The second theme concerns the blurring between common design and common descent. If there are only a few thousand protein folds, then our degree of confidence about homology is greatly weakened if the main pillar of this inference is based on structural similarity. That is, if we were dealing with a nearly-infinite number of potential protein folds, then the fact that two proteins share folds would be strongly suggestive of common descent.
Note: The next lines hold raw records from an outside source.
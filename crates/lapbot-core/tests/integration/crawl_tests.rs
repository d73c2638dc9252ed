//! Integration tests for `CrawlService` against the mock catalog.

use std::collections::HashMap;
use std::time::Duration;

use lapbot_core::table::{count_rows, read_table};
use lapbot_core::{CrawlConfig, CrawlService, SilentReporter};
use serde_json::{Value, json};
use tokio_util::sync::CancellationToken;

use crate::integration::common::{MockCatalogSource, write_file};

fn config() -> CrawlConfig {
    CrawlConfig::default()
        .with_page_delay(Duration::ZERO)
        .with_comment_page_delay(Duration::ZERO)
}

fn comment(id: u32, question: &str) -> Value {
    json!({
        "id": id,
        "content": question,
        "customer": {"id": id * 10, "fullname": "Khách"},
        "children": [{"content": "Dạ", "is_admin": 1, "customer": {"id": 1, "fullname": "QTV"}}]
    })
}

fn addon(id: &str, attribute: &str) -> Value {
    json!({
        "general": {
            "product_id": id,
            "name": format!("Phụ kiện {id}"),
            "attributes": {attribute: "yes"}
        },
        "filterable": {"price": 100000}
    })
}

// =============================================================================
// Products
// =============================================================================

#[tokio::test]
async fn test_crawl_products_writes_union_of_attributes() {
    let dir = tempfile::tempdir().unwrap();
    let output = dir.path().join("products.csv");
    let mut source = MockCatalogSource::new();
    source.products = vec![
        json!({"general": {"product_id": 1, "name": "A", "attributes": {"vga": "RTX 3050"}}}),
        json!({"general": {"product_id": 2, "name": "B", "attributes": {"battery": "56Wh"}}}),
    ];
    let service = CrawlService::new(source, config());

    let stats = service.crawl_products(&output, &SilentReporter).await.unwrap();

    assert_eq!(stats.records, 2);
    let table = read_table(&output).unwrap();
    assert_eq!(table.headers[0], "product_id");
    let n = table.headers.len();
    assert_eq!(&table.headers[n - 2..], ["battery", "vga"]);
    assert_eq!(table.get(0, "vga"), Some("RTX 3050"));
    assert_eq!(table.get(0, "battery"), None);
    assert_eq!(table.get(1, "battery"), Some("56Wh"));
}

// =============================================================================
// Questions
// =============================================================================

#[tokio::test]
async fn test_crawl_questions_stops_on_repeated_page() {
    let dir = tempfile::tempdir().unwrap();
    let output = dir.path().join("qa.csv");
    let mut source = MockCatalogSource::new();
    source.comment_pages = vec![
        vec![comment(1, "Pin trâu không?"), comment(2, "Có bảo hành không?")],
        vec![comment(3, "Nặng bao nhiêu?")],
        vec![comment(3, "Nặng bao nhiêu?")],
    ];
    let service = CrawlService::new(source.clone(), config());

    let stats = service
        .crawl_questions(&output, None, &SilentReporter, CancellationToken::new())
        .await
        .unwrap();

    assert_eq!(stats.pages, 2);
    assert_eq!(stats.records, 3);
    assert_eq!(*source.comment_requests.lock().unwrap(), vec![1, 2, 3]);

    let table = read_table(&output).unwrap();
    assert_eq!(table.get(0, "question"), Some("Pin trâu không?"));
    assert_eq!(table.get(0, "answerer_names"), Some("QTV"));
    assert_eq!(table.get(0, "is_admin"), Some("1"));
}

#[tokio::test]
async fn test_crawl_questions_respects_max_pages_and_resume() {
    let dir = tempfile::tempdir().unwrap();
    let output = dir.path().join("qa.csv");
    let mut source = MockCatalogSource::new();
    source.comment_pages = vec![vec![comment(1, "a")], vec![comment(2, "b")]];
    let service = CrawlService::new(source, config());

    let first = service
        .crawl_questions(&output, Some(1), &SilentReporter, CancellationToken::new())
        .await
        .unwrap();
    assert_eq!(first.records, 1);

    let second = service
        .crawl_questions(&output, None, &SilentReporter, CancellationToken::new())
        .await
        .unwrap();
    assert_eq!(second.records, 1);
    assert_eq!(second.skipped, 1);
    assert_eq!(count_rows(&output).unwrap(), 2);
}

#[tokio::test]
async fn test_crawl_questions_retries_timeouts() {
    let dir = tempfile::tempdir().unwrap();
    let output = dir.path().join("qa.csv");
    let mut source = MockCatalogSource::new().with_comment_timeouts(1, 2);
    source.comment_pages = vec![vec![comment(1, "a")]];
    let service = CrawlService::new(source.clone(), config());

    let stats = service
        .crawl_questions(&output, None, &SilentReporter, CancellationToken::new())
        .await
        .unwrap();

    assert_eq!(stats.records, 1);
    assert_eq!(stats.failed, 0);
    assert_eq!(*source.comment_requests.lock().unwrap(), vec![1, 1, 1, 2]);
}

#[tokio::test]
async fn test_crawl_questions_gives_up_after_repeated_timeouts() {
    let dir = tempfile::tempdir().unwrap();
    let output = dir.path().join("qa.csv");
    let mut source = MockCatalogSource::new().with_comment_timeouts(1, 10);
    source.comment_pages = vec![vec![comment(1, "a")]];
    let service = CrawlService::new(source.clone(), config());

    let stats = service
        .crawl_questions(&output, None, &SilentReporter, CancellationToken::new())
        .await
        .unwrap();

    assert_eq!(stats.records, 0);
    assert_eq!(stats.failed, 1);
    // First try plus max_page_retries
    assert_eq!(source.comment_requests.lock().unwrap().len(), 4);
}

// =============================================================================
// Add-ons
// =============================================================================

#[tokio::test]
async fn test_crawl_addons_skips_done_and_widens_header() {
    let dir = tempfile::tempdir().unwrap();
    let output = dir.path().join("addons.csv");

    let mut source = MockCatalogSource::new();
    source.recommendations = HashMap::from([(
        "100".to_string(),
        vec!["a1".to_string(), "a2".to_string()],
    )]);
    source.details = HashMap::from([
        ("a1".to_string(), addon("a1", "Color")),
        ("a2".to_string(), addon("a2", "DPI")),
        ("b1".to_string(), addon("b1", "Weight")),
    ]);
    let service = CrawlService::new(source.clone(), config());

    let roots = vec!["100".into(), "200".into(), "100".into(), " ".into()];
    let stats = service
        .crawl_addons(roots, &output, &SilentReporter, CancellationToken::new())
        .await
        .unwrap();

    assert_eq!(stats.records, 2);
    assert_eq!(stats.failed, 1);
    assert_eq!(stats.skipped, 2);
    let table = read_table(&output).unwrap();
    assert_eq!(table.headers[0], "root_laptop_id");
    assert!(table.column_index("attr_color").is_some());
    assert!(table.column_index("attr_dpi").is_some());

    // Root 200 becomes available on a later run
    source
        .recommendations
        .insert("200".to_string(), vec!["b1".to_string()]);
    let service = CrawlService::new(source, config());
    let stats = service
        .crawl_addons(
            vec!["100".into(), "200".into()],
            &output,
            &SilentReporter,
            CancellationToken::new(),
        )
        .await
        .unwrap();

    assert_eq!(stats.records, 1);
    assert_eq!(stats.skipped, 1);
    let table = read_table(&output).unwrap();
    assert_eq!(table.len(), 3);
    let weight = table.column_index("attr_weight").unwrap();
    assert!(weight > table.column_index("attr_dpi").unwrap());
    assert_eq!(table.get(0, "attr_weight"), None);
    assert_eq!(table.get(2, "attr_weight"), Some("yes"));
    assert_eq!(table.get(2, "root_laptop_id"), Some("200"));
}

#[tokio::test]
async fn test_crawl_addons_failed_batch_retries_whole_root() {
    let dir = tempfile::tempdir().unwrap();
    let output = dir.path().join("addons.csv");

    let mut source = MockCatalogSource::new().with_detail_failures("a2", 1);
    source.recommendations = HashMap::from([(
        "100".to_string(),
        vec!["a1".to_string(), "a2".to_string()],
    )]);
    source.details = HashMap::from([
        ("a1".to_string(), addon("a1", "Color")),
        ("a2".to_string(), addon("a2", "DPI")),
    ]);
    let mut small_batches = config();
    small_batches.detail_batch_size = 1;

    let service = CrawlService::new(source.clone(), small_batches.clone());
    let stats = service
        .crawl_addons(vec!["100".into()], &output, &SilentReporter, CancellationToken::new())
        .await
        .unwrap();

    assert_eq!(stats.failed, 1);
    assert_eq!(stats.records, 0);
    assert_eq!(count_rows(&output).unwrap(), 0);

    let service = CrawlService::new(source, small_batches);
    let stats = service
        .crawl_addons(vec!["100".into()], &output, &SilentReporter, CancellationToken::new())
        .await
        .unwrap();

    assert_eq!(stats.skipped, 0);
    assert_eq!(stats.records, 2);
    assert_eq!(count_rows(&output).unwrap(), 2);
}

#[tokio::test]
async fn test_crawl_addons_cancelled_root_writes_nothing() {
    let dir = tempfile::tempdir().unwrap();
    let output = dir.path().join("addons.csv");
    let token = CancellationToken::new();

    let mut source = MockCatalogSource::new();
    source.recommendations = HashMap::from([(
        "100".to_string(),
        vec!["a1".to_string(), "a2".to_string()],
    )]);
    source.details = HashMap::from([
        ("a1".to_string(), addon("a1", "Color")),
        ("a2".to_string(), addon("a2", "DPI")),
    ]);
    source.cancel_after_details = Some(token.clone());
    let mut small_batches = config();
    small_batches.detail_batch_size = 1;
    let service = CrawlService::new(source, small_batches);

    let stats = service
        .crawl_addons(vec!["100".into()], &output, &SilentReporter, token)
        .await
        .unwrap();

    assert_eq!(stats.records, 0);
    assert_eq!(count_rows(&output).unwrap(), 0);
}

// =============================================================================
// Listing and variant pages
// =============================================================================

const LISTING: &str = r#"
<div class="block-product-list-filter">
  <a class="product__link button__link" href="/laptop-a.html">A</a>
  <a class="product__link button__link" href="/laptop-b.html">B</a>
</div>"#;

const PRODUCT_PAGE: &str = r#"
<div id="block-comment-cps" product-id="7"></div>
<ul class="list-variants">
  <li data-product-id="71"><a href="/a-bac.html"><img alt="A Bạc" src="a.png">
    <strong class="item-variant-name">Bạc</strong></a></li>
  <li data-product-id="72"><a href="/a-den.html"><img alt="A Đen" src="b.png">
    <strong class="item-variant-name">Đen</strong></a></li>
</ul>"#;

#[tokio::test]
async fn test_collect_product_urls_dedupes() {
    let dir = tempfile::tempdir().unwrap();
    let output = dir.path().join("urls.csv");
    write_file(&output, "url\nhttps://cellphones.com.vn/laptop-a.html\n");

    let mut source = MockCatalogSource::new();
    source.pages = HashMap::from([(
        "https://cellphones.com.vn/laptop.html".to_string(),
        LISTING.to_string(),
    )]);
    let service = CrawlService::new(source, config());

    let listings = vec![
        "https://cellphones.com.vn/laptop.html".to_string(),
        "https://cellphones.com.vn/laptop-gaming.html".to_string(),
    ];
    let stats = service
        .collect_product_urls(&listings, &output, &SilentReporter, CancellationToken::new())
        .await
        .unwrap();

    assert_eq!(stats.records, 1);
    assert_eq!(stats.skipped, 1);
    assert_eq!(stats.failed, 1);
    let table = read_table(&output).unwrap();
    assert_eq!(table.get(1, "url"), Some("https://cellphones.com.vn/laptop-b.html"));
}

#[tokio::test]
async fn test_crawl_variants_filters_and_resumes() {
    let dir = tempfile::tempdir().unwrap();
    let output = dir.path().join("variants.csv");
    let good = "https://cellphones.com.vn/laptop-a.html".to_string();
    let missing = "https://cellphones.com.vn/gone.html".to_string();

    let mut source = MockCatalogSource::new();
    source.pages = HashMap::from([(good.clone(), PRODUCT_PAGE.to_string())]);
    let service = CrawlService::new(source.clone(), config());

    let urls = vec![
        good.clone(),
        "https://other-shop.vn/laptop-a.html".to_string(),
        good.clone(),
        missing.clone(),
    ];
    let stats = service
        .crawl_variants(urls.clone(), &output, &SilentReporter, CancellationToken::new())
        .await
        .unwrap();

    assert_eq!(stats.pages, 1);
    assert_eq!(stats.records, 2);
    assert_eq!(stats.skipped, 2);
    assert_eq!(stats.failed, 1);

    let table = read_table(&output).unwrap();
    assert_eq!(table.get(0, "root_product_id"), Some("7"));
    assert_eq!(table.get(0, "url"), Some(good.as_str()));

    let stats = service
        .crawl_variants(urls, &output, &SilentReporter, CancellationToken::new())
        .await
        .unwrap();
    assert_eq!(stats.records, 0);
    assert_eq!(stats.skipped, 3);
    assert_eq!(stats.failed, 1);
    assert_eq!(
        source
            .page_requests
            .lock()
            .unwrap()
            .iter()
            .filter(|u| **u == good)
            .count(),
        1
    );
}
But if the number of structures is quite limited, then an origin through convergence, or common design, is equally plausible. This is quite significant in our post-genomic age, given that biologists seem to be relying more and more on structural similarity to infer ‘homology.’
For example, let’s assume there are only about 1000 different protein folds. Let’s now imagine that an intelligent designer sought to seed this planet with microbial life forms containing proteins whose average number of domains was three (typical of modern proteins). This would mean that our designer could only design about 300-350 proteins before having to reuse a fold. Yet E. coli alone has over 5000 genes that code for proteins! Since we would not be able to design a heterogeneous pool of bacteria, let alone a single type of bacteria, from such a limited number of proteins, design had to reuse protein folds. Different proteins sharing the same fold may look evolved, as if the shared folds reflected common descent at some point in the past, yet the sharing is to be expected from the design of life.
1. Max, EE. 1986-2003. Plagiarized Errors and Molecular Genetics: Another argument in the evolution-creation controversy
2. Claret L, Calder SR, Higgins M, Hughes C. 2003. Oligomerization and activation of the FliI ATPase central to bacterial flagellum assembly. Mol Microbiol. 48:1349-55.
3. I explore this is a little more depth here.
4. Ny T, Elgh F, Lund B. 1984. The structure of the human tissue-type plasminogen activator gene: correlation of intron and exon structures to functional and structural domains. Proc Natl Acad Sci U S A. 81(17):5355-9.
5. Koide A, Bailey CW, Huang X, Koide S. 1998. The fibronectin type III domain as a scaffold for novel binding proteins. J Mol Biol. 284(4):1141-51.
6. Here .
7. Michael J. Denton, Craig J. Marshall and Michael Legge. 2002. The Protein Folds as Platonic Forms: New Support for the Pre-Darwinian Conception of Evolution by Natural Law. J. Theor. Biol. 219, 325–342.
8. Cordes MH, Walsh NP, McKnight CJ, Sauer RT. 1999. Evolution of a protein fold in vitro. Science. 284(5412):325-8.
Posted in General |

December 19th, 2006 at 2:07 pm
[…] Mike Gene over at The Design Matrix gives it a little more thoughtful treatment here: […]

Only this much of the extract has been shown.